Saved data entries
//! Proofs of knowledge of a [`Credential`], the secret key it certifies, and its hidden
//! attributes.
//!
//! The prover randomizes the credential with fresh `r1`, `r2` and publishes
//!
//! - `A' = sigma^{r1}`,
//! - `A_bar = A'^{-e} * B^{r1}`,
//! - `D = B^{r1} * h^{-r2}`.
//!
//! The verifier checks `A' != 1` and `e(A', W_CA) == e(A_bar, g2)`, then a Schnorr proof of
//!
//! - `A_bar / D = A'^{-e} * h^{r2}`
//! - `g0 = D^{r3} * h^{-s'} * g^{-x} * g1^{-H(id)} * prod gs_i^{-m_i}`
//!
//! where `r3 = 1/r1` and `s' = d - r2 * r3`. The subject's secret key `x` and the attributes `m_i`
//! are witnesses, so they can be linked to other proofs in a conjunction.

use crate::{
    arith,
    common::*,
    credential::{Credential, CredentialMessage},
    keys::PublicKey,
    params::GroupParameters,
    proofs::{
        Challenge, ChallengeBuilder, ChallengeInput, Relation, Statement, StatementProof,
        StatementProofBuilder,
    },
    Error, SerializeElement,
};
use serde::{Deserialize, Serialize};

const WITNESS_E: usize = 0;
const WITNESS_R2: usize = 1;
const WITNESS_R3: usize = 2;
const WITNESS_S_PRIME: usize = 3;
const WITNESS_SECRET_KEY: usize = 4;
const WITNESS_IDENTITY: usize = 5;
const FIRST_ATTRIBUTE_WITNESS: usize = 6;

#[derive(Debug, Clone, Copy, PartialEq, Eq, Serialize, Deserialize)]
struct RandomizedCredential {
    #[serde(with = "SerializeElement")]
    a_prime: G1Affine,
    #[serde(with = "SerializeElement")]
    a_bar: G1Affine,
    #[serde(with = "SerializeElement")]
    d: G1Affine,
}

impl RandomizedCredential {
    fn statement(&self, attribute_count: usize, params: &GroupParameters) -> Result<Statement, Error> {
        let first = Relation::new(G1Projective::from(self.a_bar) - self.d)
            .with_term(-G1Projective::from(self.a_prime), WITNESS_E)
            .with_term(params.h(), WITNESS_R2);

        let mut second = Relation::new(params.g0())
            .with_term(self.d, WITNESS_R3)
            .with_term(-G1Projective::from(params.h()), WITNESS_S_PRIME)
            .with_term(-G1Projective::from(params.g()), WITNESS_SECRET_KEY)
            .with_term(-G1Projective::from(params.g1()), WITNESS_IDENTITY);
        for index in 0..attribute_count {
            second = second.with_term(
                -G1Projective::from(params.attribute_generator(index)?),
                FIRST_ATTRIBUTE_WITNESS + index,
            );
        }

        Ok(Statement::new(FIRST_ATTRIBUTE_WITNESS + attribute_count)
            .with_relation(first)
            .with_relation(second))
    }

    fn is_well_formed(&self, authority: &PublicKey, params: &GroupParameters) -> bool {
        !bool::from(self.a_prime.is_identity())
            && pairing(&self.a_prime, &authority.verification_key())
                == pairing(&self.a_bar, &params.g2())
    }
}

impl ChallengeInput for RandomizedCredential {
    fn consume(&self, builder: &mut ChallengeBuilder) {
        builder.consume(&self.a_prime);
        builder.consume(&self.a_bar);
        builder.consume(&self.d);
    }
}

/// The commitment phase of a [`CredentialProof`].
#[derive(Debug, Clone)]
pub struct CredentialProofBuilder {
    randomized: RandomizedCredential,
    builder: StatementProofBuilder,
}

/// A proof of knowledge of a credential, with its subject key and attributes kept hidden.
#[derive(Debug, Clone, PartialEq, Eq, Serialize, Deserialize)]
pub struct CredentialProof {
    randomized: RandomizedCredential,
    proof: StatementProof,
}

impl CredentialProofBuilder {
    /// Run the commitment phase.
    ///
    /// `secret_key_commitment_scalar` and `attribute_commitment_scalars` link the subject key and
    /// the attributes to other proofs; `attribute_commitment_scalars` must have one entry per
    /// attribute of the credential.
    #[allow(clippy::too_many_arguments)]
    pub fn generate_proof_commitments(
        rng: &mut impl Rng,
        credential: &Credential,
        message: &CredentialMessage,
        secret_key: Scalar,
        secret_key_commitment_scalar: Option<Scalar>,
        attribute_commitment_scalars: &[Option<Scalar>],
        params: &GroupParameters,
    ) -> Result<Self, Error> {
        let attribute_count = message.attributes().len();
        if attribute_commitment_scalars.len() != attribute_count {
            return Err(Error::LengthMismatch {
                expected: attribute_count,
                got: attribute_commitment_scalars.len(),
            });
        }

        let r1 = arith::random_nonzero_scalar(rng);
        let r2 = arith::random_nonzero_scalar(rng);
        let r3 = arith::invert_scalar(&r1)?;
        let b_r1 = message.base(&credential.d(), params)? * r1;
        let a_prime = credential.sigma() * r1;
        let randomized = RandomizedCredential {
            a_prime: a_prime.into(),
            a_bar: (b_r1 - a_prime * credential.e()).into(),
            d: (b_r1 - params.h() * r2).into(),
        };

        let statement = randomized.statement(attribute_count, params)?;
        let mut witnesses = vec![
            credential.e(),
            r2,
            r3,
            credential.d() - r2 * r3,
            secret_key,
            message.identity_hash(),
        ];
        witnesses.extend_from_slice(message.attributes());

        let mut conjunction_commitment_scalars = vec![None; FIRST_ATTRIBUTE_WITNESS];
        conjunction_commitment_scalars[WITNESS_SECRET_KEY] = secret_key_commitment_scalar;
        conjunction_commitment_scalars.extend_from_slice(attribute_commitment_scalars);

        let builder = StatementProofBuilder::generate_proof_commitments(
            rng,
            &statement,
            witnesses,
            &conjunction_commitment_scalars,
        )?;
        Ok(Self {
            randomized,
            builder,
        })
    }

    /// Commitment scalar for the subject's secret key.
    pub fn secret_key_commitment_scalar(&self) -> Scalar {
        self.builder.conjunction_commitment_scalars()[WITNESS_SECRET_KEY]
    }

    /// Commitment scalars for the attributes.
    pub fn attribute_commitment_scalars(&self) -> &[Scalar] {
        &self.builder.conjunction_commitment_scalars()[FIRST_ATTRIBUTE_WITNESS..]
    }

    /// Run the response phase.
    pub fn generate_proof_response(self, challenge: Challenge) -> CredentialProof {
        CredentialProof {
            randomized: self.randomized,
            proof: self.builder.generate_proof_response(challenge),
        }
    }
}

impl ChallengeInput for CredentialProofBuilder {
    fn consume(&self, builder: &mut ChallengeBuilder) {
        builder.consume(&self.randomized);
        builder.consume(&self.builder);
    }
}

impl CredentialProof {
    /// Verify knowledge of a credential from `authority` carrying `attribute_count` attributes.
    pub fn verify_knowledge_of_credential(
        &self,
        authority: &PublicKey,
        attribute_count: usize,
        params: &GroupParameters,
        challenge: Challenge,
    ) -> bool {
        if !self.randomized.is_well_formed(authority, params) {
            return false;
        }
        match self.randomized.statement(attribute_count, params) {
            Ok(statement) => self.proof.verify_responses(&statement, challenge),
            Err(_) => false,
        }
    }

    /// Response scalar for the subject's secret key.
    pub fn secret_key_response_scalar(&self) -> Option<Scalar> {
        self.proof
            .conjunction_response_scalars()
            .get(WITNESS_SECRET_KEY)
            .copied()
    }

    /// Response scalar for attribute `index`.
    pub fn attribute_response_scalar(&self, index: usize) -> Option<Scalar> {
        self.proof
            .conjunction_response_scalars()
            .get(FIRST_ATTRIBUTE_WITNESS + index)
            .copied()
    }
}

impl ChallengeInput for CredentialProof {
    fn consume(&self, builder: &mut ChallengeBuilder) {
        builder.consume(&self.randomized);
        builder.consume(&self.proof);
    }
}

#[cfg(test)]
mod test {
    use super::*;
    use crate::keys::KeyPair;
    use ff::Field;

    struct Fixture {
        params: GroupParameters,
        authority: KeyPair,
        subject: KeyPair,
        message: CredentialMessage,
        credential: Credential,
    }

    fn fixture() -> Fixture {
        let mut rng = rand::thread_rng();
        let (params, _) = GroupParameters::generate(&mut rng, 2);
        let authority = KeyPair::new(&mut rng, &params);
        let subject = KeyPair::new(&mut rng, &params);
        let message = CredentialMessage::new(
            "alice",
            subject.public_key().credential_key(),
            vec![Scalar::from(30), Scalar::from(2)],
        );
        let credential =
            Credential::issue(&mut rng, authority.secret_key(), &message, &params).unwrap();
        Fixture {
            params,
            authority,
            subject,
            message,
            credential,
        }
    }

    fn prove(fx: &Fixture, secret_key: Scalar) -> (Challenge, CredentialProof) {
        let mut rng = rand::thread_rng();
        let builder = CredentialProofBuilder::generate_proof_commitments(
            &mut rng,
            &fx.credential,
            &fx.message,
            secret_key,
            None,
            &[None, None],
            &fx.params,
        )
        .unwrap();
        let challenge = ChallengeBuilder::new().with(&builder).finish();
        (challenge, builder.generate_proof_response(challenge))
    }

    #[test]
    fn credential_proof_verifies() {
        let fx = fixture();
        let (challenge, proof) = prove(&fx, fx.subject.secret_key().to_scalar());
        assert_eq!(ChallengeBuilder::new().with(&proof).finish(), challenge);
        assert!(proof.verify_knowledge_of_credential(
            fx.authority.public_key(),
            2,
            &fx.params,
            challenge
        ));
    }

    #[test]
    fn credential_proof_fails_with_wrong_secret_key() {
        let fx = fixture();
        let (challenge, proof) = prove(&fx, Scalar::random(rand::thread_rng()));
        assert!(!proof.verify_knowledge_of_credential(
            fx.authority.public_key(),
            2,
            &fx.params,
            challenge
        ));
    }

    #[test]
    fn credential_proof_fails_for_other_authority() {
        let fx = fixture();
        let (challenge, proof) = prove(&fx, fx.subject.secret_key().to_scalar());
        let impostor = KeyPair::new(&mut rand::thread_rng(), &fx.params);
        assert!(!proof.verify_knowledge_of_credential(
            impostor.public_key(),
            2,
            &fx.params,
            challenge
        ));
    }

    #[test]
    fn credential_proof_fails_with_wrong_attribute_count() {
        let fx = fixture();
        let (challenge, proof) = prove(&fx, fx.subject.secret_key().to_scalar());
        assert!(!proof.verify_knowledge_of_credential(
            fx.authority.public_key(),
            1,
            &fx.params,
            challenge
        ));
    }

    #[test]
    fn randomized_credentials_are_unlinkable_values() {
        let fx = fixture();
        let (_, first) = prove(&fx, fx.subject.secret_key().to_scalar());
        let (_, second) = prove(&fx, fx.subject.secret_key().to_scalar());
        assert_ne!(first.randomized.a_prime, second.randomized.a_prime);
        assert_ne!(first.randomized.d, second.randomized.d);
    }
}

[ACTION ITEM]: Please reproduce the closing stretch of the records, from the line with "let (_, first)" through the last line, exactly as it stands.

[PROBLEM SOLUTION]:
        let (_, first) = prove(&fx, fx.subject.secret_key().to_scalar());
        let (_, second) = prove(&fx, fx.subject.secret_key().to_scalar());
        assert_ne!(first.randomized.a_prime, second.randomized.a_prime);
        assert_ne!(first.randomized.d, second.randomized.d);
    }
}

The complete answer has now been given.